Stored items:
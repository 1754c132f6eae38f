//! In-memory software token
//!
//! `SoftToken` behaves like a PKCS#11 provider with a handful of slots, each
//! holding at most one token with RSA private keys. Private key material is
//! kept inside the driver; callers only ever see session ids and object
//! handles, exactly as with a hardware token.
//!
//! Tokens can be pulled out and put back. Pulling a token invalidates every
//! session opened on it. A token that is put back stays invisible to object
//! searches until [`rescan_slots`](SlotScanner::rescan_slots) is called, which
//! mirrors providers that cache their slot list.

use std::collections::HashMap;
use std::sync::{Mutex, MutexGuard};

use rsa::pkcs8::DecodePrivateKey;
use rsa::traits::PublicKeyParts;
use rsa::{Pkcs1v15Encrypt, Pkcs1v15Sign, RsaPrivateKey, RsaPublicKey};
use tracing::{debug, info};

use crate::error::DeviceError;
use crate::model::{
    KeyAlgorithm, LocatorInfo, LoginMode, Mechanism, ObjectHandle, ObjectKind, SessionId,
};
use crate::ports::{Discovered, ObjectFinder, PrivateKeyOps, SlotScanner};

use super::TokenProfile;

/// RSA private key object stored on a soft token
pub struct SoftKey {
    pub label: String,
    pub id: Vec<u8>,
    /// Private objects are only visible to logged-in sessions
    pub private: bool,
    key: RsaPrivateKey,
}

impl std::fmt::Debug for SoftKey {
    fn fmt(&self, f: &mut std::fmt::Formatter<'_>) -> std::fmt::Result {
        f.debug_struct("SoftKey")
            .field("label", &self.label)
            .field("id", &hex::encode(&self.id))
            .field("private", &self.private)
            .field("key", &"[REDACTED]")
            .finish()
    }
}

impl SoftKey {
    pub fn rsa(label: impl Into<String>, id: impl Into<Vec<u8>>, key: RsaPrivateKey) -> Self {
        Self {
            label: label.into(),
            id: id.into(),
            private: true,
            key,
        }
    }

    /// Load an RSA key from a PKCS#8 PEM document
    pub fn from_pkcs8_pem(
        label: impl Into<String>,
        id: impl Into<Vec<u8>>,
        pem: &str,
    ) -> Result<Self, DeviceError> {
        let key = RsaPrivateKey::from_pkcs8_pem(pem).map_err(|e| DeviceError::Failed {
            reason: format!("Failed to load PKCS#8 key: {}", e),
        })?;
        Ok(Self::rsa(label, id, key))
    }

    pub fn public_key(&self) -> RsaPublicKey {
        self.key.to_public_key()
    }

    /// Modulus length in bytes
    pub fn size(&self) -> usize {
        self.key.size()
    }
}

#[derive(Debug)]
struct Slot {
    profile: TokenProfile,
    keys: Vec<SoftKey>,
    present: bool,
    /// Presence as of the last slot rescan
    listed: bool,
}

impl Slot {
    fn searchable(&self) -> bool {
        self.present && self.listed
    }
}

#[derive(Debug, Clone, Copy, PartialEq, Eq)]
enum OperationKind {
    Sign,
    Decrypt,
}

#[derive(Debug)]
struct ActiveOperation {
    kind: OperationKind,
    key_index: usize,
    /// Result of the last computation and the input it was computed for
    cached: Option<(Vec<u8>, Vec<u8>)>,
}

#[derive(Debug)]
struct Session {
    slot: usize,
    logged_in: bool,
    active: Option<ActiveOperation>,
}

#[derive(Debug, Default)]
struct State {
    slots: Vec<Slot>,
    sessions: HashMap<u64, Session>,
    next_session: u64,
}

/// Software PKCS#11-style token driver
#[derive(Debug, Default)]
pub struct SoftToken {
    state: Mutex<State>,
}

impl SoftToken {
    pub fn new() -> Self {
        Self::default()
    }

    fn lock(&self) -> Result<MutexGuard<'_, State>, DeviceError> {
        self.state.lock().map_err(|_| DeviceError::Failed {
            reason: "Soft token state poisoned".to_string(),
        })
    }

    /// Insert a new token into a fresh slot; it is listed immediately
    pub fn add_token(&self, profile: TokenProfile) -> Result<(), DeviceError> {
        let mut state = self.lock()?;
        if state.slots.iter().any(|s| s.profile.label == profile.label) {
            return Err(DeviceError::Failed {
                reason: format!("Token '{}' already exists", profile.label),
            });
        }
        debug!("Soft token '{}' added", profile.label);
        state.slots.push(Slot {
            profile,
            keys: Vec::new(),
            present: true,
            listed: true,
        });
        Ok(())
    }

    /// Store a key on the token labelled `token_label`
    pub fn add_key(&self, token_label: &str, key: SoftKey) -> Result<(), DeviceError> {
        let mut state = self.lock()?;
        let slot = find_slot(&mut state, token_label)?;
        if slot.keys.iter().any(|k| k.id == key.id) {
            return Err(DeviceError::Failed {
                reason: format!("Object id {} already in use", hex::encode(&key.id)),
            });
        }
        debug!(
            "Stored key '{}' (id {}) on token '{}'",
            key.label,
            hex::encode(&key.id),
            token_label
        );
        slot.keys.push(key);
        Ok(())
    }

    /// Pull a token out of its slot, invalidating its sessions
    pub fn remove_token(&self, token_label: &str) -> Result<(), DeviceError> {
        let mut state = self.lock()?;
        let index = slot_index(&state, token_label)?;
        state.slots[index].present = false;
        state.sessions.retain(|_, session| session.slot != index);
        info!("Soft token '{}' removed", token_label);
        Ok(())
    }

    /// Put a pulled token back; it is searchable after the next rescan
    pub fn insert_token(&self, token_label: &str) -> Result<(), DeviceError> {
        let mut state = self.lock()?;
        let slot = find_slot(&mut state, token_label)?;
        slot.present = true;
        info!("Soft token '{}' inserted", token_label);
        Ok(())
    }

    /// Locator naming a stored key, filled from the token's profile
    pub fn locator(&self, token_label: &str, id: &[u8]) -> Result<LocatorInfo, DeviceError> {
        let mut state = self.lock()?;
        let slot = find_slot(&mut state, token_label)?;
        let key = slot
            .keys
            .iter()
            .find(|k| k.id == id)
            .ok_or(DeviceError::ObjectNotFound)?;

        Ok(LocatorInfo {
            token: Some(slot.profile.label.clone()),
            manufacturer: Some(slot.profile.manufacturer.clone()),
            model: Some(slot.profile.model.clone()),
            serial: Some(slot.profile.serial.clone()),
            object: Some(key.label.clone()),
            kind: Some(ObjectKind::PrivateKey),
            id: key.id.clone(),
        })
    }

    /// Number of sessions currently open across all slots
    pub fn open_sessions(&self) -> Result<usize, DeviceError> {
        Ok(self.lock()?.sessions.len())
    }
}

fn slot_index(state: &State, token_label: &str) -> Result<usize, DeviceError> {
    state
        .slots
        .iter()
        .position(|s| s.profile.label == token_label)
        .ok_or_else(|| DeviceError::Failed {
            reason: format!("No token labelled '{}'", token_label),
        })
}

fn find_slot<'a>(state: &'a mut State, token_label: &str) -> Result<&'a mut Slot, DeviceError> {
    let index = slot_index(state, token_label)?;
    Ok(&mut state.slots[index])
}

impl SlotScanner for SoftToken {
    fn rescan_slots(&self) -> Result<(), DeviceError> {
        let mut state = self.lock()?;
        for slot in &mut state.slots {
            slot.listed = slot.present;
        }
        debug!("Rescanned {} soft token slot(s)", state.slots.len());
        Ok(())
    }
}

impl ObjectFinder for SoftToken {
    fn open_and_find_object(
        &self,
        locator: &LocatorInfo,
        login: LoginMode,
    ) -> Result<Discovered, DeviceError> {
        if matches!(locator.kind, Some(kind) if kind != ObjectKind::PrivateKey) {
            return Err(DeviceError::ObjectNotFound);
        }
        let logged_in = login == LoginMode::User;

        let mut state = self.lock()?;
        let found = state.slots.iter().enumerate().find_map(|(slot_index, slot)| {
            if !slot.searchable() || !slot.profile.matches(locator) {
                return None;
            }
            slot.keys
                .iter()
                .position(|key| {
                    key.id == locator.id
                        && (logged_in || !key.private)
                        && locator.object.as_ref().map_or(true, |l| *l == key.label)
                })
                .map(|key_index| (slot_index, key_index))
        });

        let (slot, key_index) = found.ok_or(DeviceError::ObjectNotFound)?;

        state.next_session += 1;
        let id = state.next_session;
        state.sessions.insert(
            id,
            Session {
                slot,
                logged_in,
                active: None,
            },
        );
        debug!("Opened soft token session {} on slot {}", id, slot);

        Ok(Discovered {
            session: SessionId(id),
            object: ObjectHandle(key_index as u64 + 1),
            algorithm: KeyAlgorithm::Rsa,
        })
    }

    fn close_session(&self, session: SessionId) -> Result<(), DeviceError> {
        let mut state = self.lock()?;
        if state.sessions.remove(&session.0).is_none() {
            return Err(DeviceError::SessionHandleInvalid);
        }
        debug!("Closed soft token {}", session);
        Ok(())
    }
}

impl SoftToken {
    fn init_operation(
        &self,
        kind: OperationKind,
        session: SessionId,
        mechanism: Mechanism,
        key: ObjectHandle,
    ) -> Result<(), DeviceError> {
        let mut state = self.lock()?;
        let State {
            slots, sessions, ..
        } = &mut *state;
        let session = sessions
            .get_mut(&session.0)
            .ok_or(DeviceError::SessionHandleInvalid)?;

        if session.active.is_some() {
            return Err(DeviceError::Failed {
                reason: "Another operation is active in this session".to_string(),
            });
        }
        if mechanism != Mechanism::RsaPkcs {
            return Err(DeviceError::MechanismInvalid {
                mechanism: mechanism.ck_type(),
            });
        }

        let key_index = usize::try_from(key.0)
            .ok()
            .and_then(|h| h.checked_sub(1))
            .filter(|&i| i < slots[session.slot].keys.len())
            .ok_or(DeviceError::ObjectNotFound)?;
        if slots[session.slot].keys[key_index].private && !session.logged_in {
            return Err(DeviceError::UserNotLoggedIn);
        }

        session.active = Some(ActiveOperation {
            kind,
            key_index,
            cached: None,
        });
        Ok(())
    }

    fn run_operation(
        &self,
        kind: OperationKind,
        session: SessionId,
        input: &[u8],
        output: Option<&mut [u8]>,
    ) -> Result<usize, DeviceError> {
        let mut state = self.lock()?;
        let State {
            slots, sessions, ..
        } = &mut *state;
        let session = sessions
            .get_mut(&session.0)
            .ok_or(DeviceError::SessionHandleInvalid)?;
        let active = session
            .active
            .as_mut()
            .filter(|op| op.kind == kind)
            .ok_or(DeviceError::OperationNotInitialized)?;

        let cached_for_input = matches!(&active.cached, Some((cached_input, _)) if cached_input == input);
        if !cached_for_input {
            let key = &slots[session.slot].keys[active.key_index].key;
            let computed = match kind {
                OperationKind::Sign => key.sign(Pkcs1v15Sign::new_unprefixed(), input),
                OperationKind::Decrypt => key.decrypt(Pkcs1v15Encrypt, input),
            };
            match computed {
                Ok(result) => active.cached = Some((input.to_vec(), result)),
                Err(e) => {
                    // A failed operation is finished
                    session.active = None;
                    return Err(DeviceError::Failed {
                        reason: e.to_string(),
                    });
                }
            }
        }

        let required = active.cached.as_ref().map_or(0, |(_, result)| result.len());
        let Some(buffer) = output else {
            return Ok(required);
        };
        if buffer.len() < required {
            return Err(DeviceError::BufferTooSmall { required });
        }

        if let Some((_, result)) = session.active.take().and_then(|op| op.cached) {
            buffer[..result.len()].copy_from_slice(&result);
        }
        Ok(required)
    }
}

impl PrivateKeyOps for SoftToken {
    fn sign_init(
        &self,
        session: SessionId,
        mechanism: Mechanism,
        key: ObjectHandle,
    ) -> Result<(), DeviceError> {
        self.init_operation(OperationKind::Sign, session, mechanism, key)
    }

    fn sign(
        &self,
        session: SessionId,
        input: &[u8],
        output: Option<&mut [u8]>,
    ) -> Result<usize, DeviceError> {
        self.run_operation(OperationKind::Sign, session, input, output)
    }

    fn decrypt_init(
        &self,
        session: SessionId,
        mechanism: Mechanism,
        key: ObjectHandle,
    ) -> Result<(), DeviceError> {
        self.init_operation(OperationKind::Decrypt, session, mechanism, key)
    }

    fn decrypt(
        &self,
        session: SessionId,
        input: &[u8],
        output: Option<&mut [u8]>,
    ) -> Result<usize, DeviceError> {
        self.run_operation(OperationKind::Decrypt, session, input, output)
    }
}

▸ Goal of the exercise: Could you transcribe the entries above word for word, from the line with "if state.slots.iter().any(|s| s.profile.label" down to the line with "pub fn add_key(&self, token_label: &str, key: SoftKey)", keeping both?

▸ Output of the task:
        if state.slots.iter().any(|s| s.profile.label == profile.label) {
            return Err(DeviceError::Failed {
                reason: format!("Token '{}' already exists", profile.label),
            });
        }
        debug!("Soft token '{}' added", profile.label);
        state.slots.push(Slot {
            profile,
            keys: Vec::new(),
            present: true,
            listed: true,
        });
        Ok(())
    }

    /// Store a key on the token labelled `token_label`
    pub fn add_key(&self, token_label: &str, key: SoftKey) -> Result<(), DeviceError> {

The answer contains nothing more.